When does a wedding become a marriage? | Nandell Palmer

With President Obama recently affirming same-sex unions, coupled with Kathleen’s plight, I’m forced to explore this controversial thesis: Is marriage a sacred rite, a constitutional right or just sheer economic gains?

Her swollen eyes had said it all. Bawling for 10 days, Kathleen literally had no tears left when I ran into her last week at a Federal Way landmark.

Failing to file relevant documents with the state registrar, she’d just found out that her church wedding 15 years ago to her “husband” was all a sham.

With President Obama recently affirming same-sex unions, coupled with Kathleen’s plight, I’m forced to explore this controversial thesis: Is marriage a sacred rite, a constitutional right or just sheer economic gains?

Marriage, in the eyes of many, is a sacrosanct ceremony between a man and woman steeped in thousands of years of tradition. While to others, marriage is nothing but a civil right between two consenting adults of same or opposite sex.

The term “holy matrimony” is a hard sell to people seeking lawful protection but have no religious allegiance attached to the institution of marriage. Wedding vows can be exchanged at City Hall, on a hospital bed, prison, or a Las Vegas drive-through in less than five minutes without a priest or rabbi officiating. No wonder some are asking, “So what’s the fuss about legalizing gay marriage?”
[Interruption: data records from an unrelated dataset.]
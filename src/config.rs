//! # Controller configuration.
//!
//! Provides [`ControllerConfig`], the centralized settings for the backlog
//! controller runtime: queue capacities, worker-pool bounds, backlog
//! thresholds, simulated processing costs, and the event bus capacity.
//!
//! Config is consumed once when building a
//! [`BacklogController`](crate::BacklogController); the only values that can
//! change afterwards are the worker target (via scaling) and the consume
//! delay (via [`set_consume_delay`](crate::BacklogController::set_consume_delay)).
//!
//! ## Sentinel values
//! - `batch_size = 0` → treated as 1 (a worker always claims at least one message)
//! - `bus_capacity = 0` → treated as 1 (clamped by the bus)
//!
//! ## Hysteresis
//! The low watermark is always `high_watermark / 2`; it is derived, not a
//! field, so the band cannot be misconfigured into an oscillating pair.

use std::time::Duration;

/// Configuration for the backlog controller.
///
/// ## Field groups
/// - **Queues**: `queue_capacity`, `overflow_capacity`, `offer_timeout`, `poll_timeout`
/// - **Worker pool**: `min_workers`, `max_workers`, `initial_workers`, `batch_size`
/// - **Overflow drain**: `overflow_workers`, `overflow_delay`
/// - **Backlog monitor**: `monitor_interval`, `high_watermark`
/// - **Autoscaler**: `scale_up_threshold`, `scale_down_threshold`, `scale_up_step`, `scale_down_step`
/// - **Simulated costs**: `consume_delay`, `batch_unit_delay`
/// - **Events**: `bus_capacity`
#[derive(Clone, Debug)]
pub struct ControllerConfig {
    /// Capacity of the primary ingress queue.
    ///
    /// `enqueue` reports backpressure (`false`) once the queue is full and
    /// the offer timeout elapses.
    pub queue_capacity: usize,

    /// Capacity of the overflow queue (independent of the primary, larger).
    pub overflow_capacity: usize,

    /// Number of dedicated drain tasks for the overflow queue (fixed size).
    pub overflow_workers: usize,

    /// Floor for the primary worker count. Scaling never goes below this.
    pub min_workers: usize,

    /// Ceiling for the primary worker count. Scaling never goes above this.
    pub max_workers: usize,

    /// Worker count the pool starts with (clamped into `[min, max]`).
    pub initial_workers: usize,

    /// Maximum number of messages a worker claims per iteration.
    ///
    /// The first message is claimed with a timed poll; the rest of the batch
    /// is taken non-blocking, so an almost-empty queue never stalls a worker.
    pub batch_size: usize,

    /// Backlog estimate above which the monitor switches `Normal → Overflow`.
    ///
    /// The reverse switch happens below `high_watermark / 2` (hysteresis).
    pub high_watermark: u64,

    /// Backlog estimate above which the autoscaler adds workers.
    pub scale_up_threshold: u64,

    /// Backlog estimate below which the autoscaler removes workers.
    pub scale_down_threshold: u64,

    /// Workers added per scale-up (capped at `max_workers`).
    pub scale_up_step: usize,

    /// Workers removed per scale-down (capped at `min_workers`).
    ///
    /// Smaller than the up step so recovery is aggressive and relaxation is
    /// gentle.
    pub scale_down_step: usize,

    /// Interval between backlog monitor ticks.
    pub monitor_interval: Duration,

    /// Initial simulated per-message cost for normal processing.
    ///
    /// Runtime-tunable through the control API; selective high-priority
    /// processing uses half of the current value.
    pub consume_delay: Duration,

    /// Simulated per-message cost of an overflow drain task (cheap path).
    pub overflow_delay: Duration,

    /// Simulated per-message share of a batch unit's cost.
    pub batch_unit_delay: Duration,

    /// How long a producer waits for queue space before `enqueue` gives up.
    pub offer_timeout: Duration,

    /// How long a consumer waits for a message before re-checking shutdown.
    ///
    /// Bounds shutdown latency: every worker observes a stop request within
    /// one poll interval.
    pub poll_timeout: Duration,

    /// Capacity of the event bus broadcast channel.
    pub bus_capacity: usize,
}

impl ControllerConfig {
    /// Low watermark of the hysteresis band (`high_watermark / 2`).
    #[inline]
    pub fn low_watermark(&self) -> u64 {
        self.high_watermark / 2
    }

    /// Batch size clamped to a minimum of 1.
    #[inline]
    pub fn batch_size_clamped(&self) -> usize {
        self.batch_size.max(1)
    }

    /// Bus capacity clamped to a minimum of 1.
    #[inline]
    pub fn bus_capacity_clamped(&self) -> usize {
        self.bus_capacity.max(1)
    }

    /// Worker bounds with `min ≤ max` enforced and the initial count clamped
    /// into them.
    pub(crate) fn worker_bounds(&self) -> (usize, usize, usize) {
        let min = self.min_workers.max(1);
        let max = self.max_workers.max(min);
        let initial = self.initial_workers.clamp(min, max);
        (min, max, initial)
    }
}

impl Default for ControllerConfig {
    /// Defaults mirror the reference deployment:
    ///
    /// - primary queue 2 000, overflow queue 10 000 with 10 drain tasks
    /// - workers: 2..=20, start at 2, claim up to 100 messages per iteration
    /// - high watermark 1 000 (low = 500), monitor every 5 s
    /// - autoscaler: up above 1 000 by +5, down below 100 by −2
    /// - simulated costs: 200 ms normal, 50 ms overflow, 10 ms per batched message
    /// - offers and polls wait 100 ms
    fn default() -> Self {
        Self {
            queue_capacity: 2_000,
            overflow_capacity: 10_000,
            overflow_workers: 10,
            min_workers: 2,
            max_workers: 20,
            initial_workers: 2,
            batch_size: 100,
            high_watermark: 1_000,
            scale_up_threshold: 1_000,
            scale_down_threshold: 100,
            scale_up_step: 5,
            scale_down_step: 2,
            monitor_interval: Duration::from_secs(5),
            consume_delay: Duration::from_millis(200),
            overflow_delay: Duration::from_millis(50),
            batch_unit_delay: Duration::from_millis(10),
            offer_timeout: Duration::from_millis(100),
            poll_timeout: Duration::from_millis(100),
            bus_capacity: 1024,
        }
    }
}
Does Elizabeth Taylor’s eight marriages or Kim Kardashian’s 72-hour, $20 million nuptials make marriage more casual than, say, 30 years ago?

If religious ardor is the driving force behind marriage, some will argue that there’s hardly any difference between the divorce rate of Christians and non-Christians.

While some same-sex sympathizers readily welcome equal treatment under the law for gays and lesbians, they part company on the brand, marriage, saying the label should be solely reserved for a man and a woman. What if same-sex partners were to be accorded marital rights under the banner “ramirega” or “egairram” – the letters for marriage jumbled and spelled backward? Would that be a reasonable ersatz?

Not having any historical or legal antecedents to bring heft to this culture war is akin to a blind person seeing for the first time. There’s absolutely nothing new under the sun.

Long before Columbus set foot in America, the berdaches, an androgynous Native American group, were performing same-sex marriage in New Mexico. In pre-Colonial Nigeria, there were “female husbands.”

Strip marriage of its religious bells and whistles, and at its core you’ll find a legal contract. Religious leaders may marry a couple, but officialdom comes from the state.

While not all of us meat eaters can appreciate a bowl of alligator or kangaroo stew, we sure can respect other people’s gastronomic preferences inside the same restaurant.

What are the incentives that move us to act? If we could earn our degrees without taking those boring core classes, would we seek other alternatives?

Take away society’s stigma of common-law living or marriage’s legal benefits, how many of us would opt to get married instead of modeling Brad Pitt and Angelina Jolie or Oprah and Stedman’s lifestyle?

For millennia, marital rites have been hinged on economics more than legal rights. Even in the Old Testament Bible, bride price, bargained over by men, had no input from the bride-to-be. Think Jacob, Laban and Rachel.

How many fathers do you know today that would turn over their raped daughter to her rapist for marriage? That was the biblical law. Since the girl was damaged goods and could no longer fetch a bride price, the offender was forced to marry her.

When the papal edict of 1139 forbade Catholic priests to get married, it had nothing to do with rites or rights, but everything to do with economics. Even today, upon death, priests’ estates are passed to the church, not their families.

Economically, some heterosexual couples drowning in debt are forced to divorce after decades of marriage. These people, still living under the same roof, grudgingly give up that right in lieu of medical/governmental assistance.

In fact, some churches wrestle with the idea as to how best to mitigate this growing predicament for their adherents. Some pastors are performing “covenant ceremonies” — pseudo-wedding rites — to create some semblance of marriage. But could this arrangement bump heads with church and state?

There have been many global monumental undertakings over the past 50 years that once sparked major firestorms; namely, the interracial marriage law, Stonewall uprising, in-vitro fertilization, China’s one-child policy, and Mandela’s instituting gay marriage in South Africa’s constitution.

Like the aforementioned issues, will we look back in history and see same-sex marriage as a non-issue or an aberration? Only time will tell.

The president’s polity is no doubt shaped by his late mother’s anthropological leanings. Just a stone’s throw away from where she attended high school on Mercer Island, a 24-year-old Korean-American man opined:

“The thing that makes us great in America is synthesis. The things that separate us also unite us.”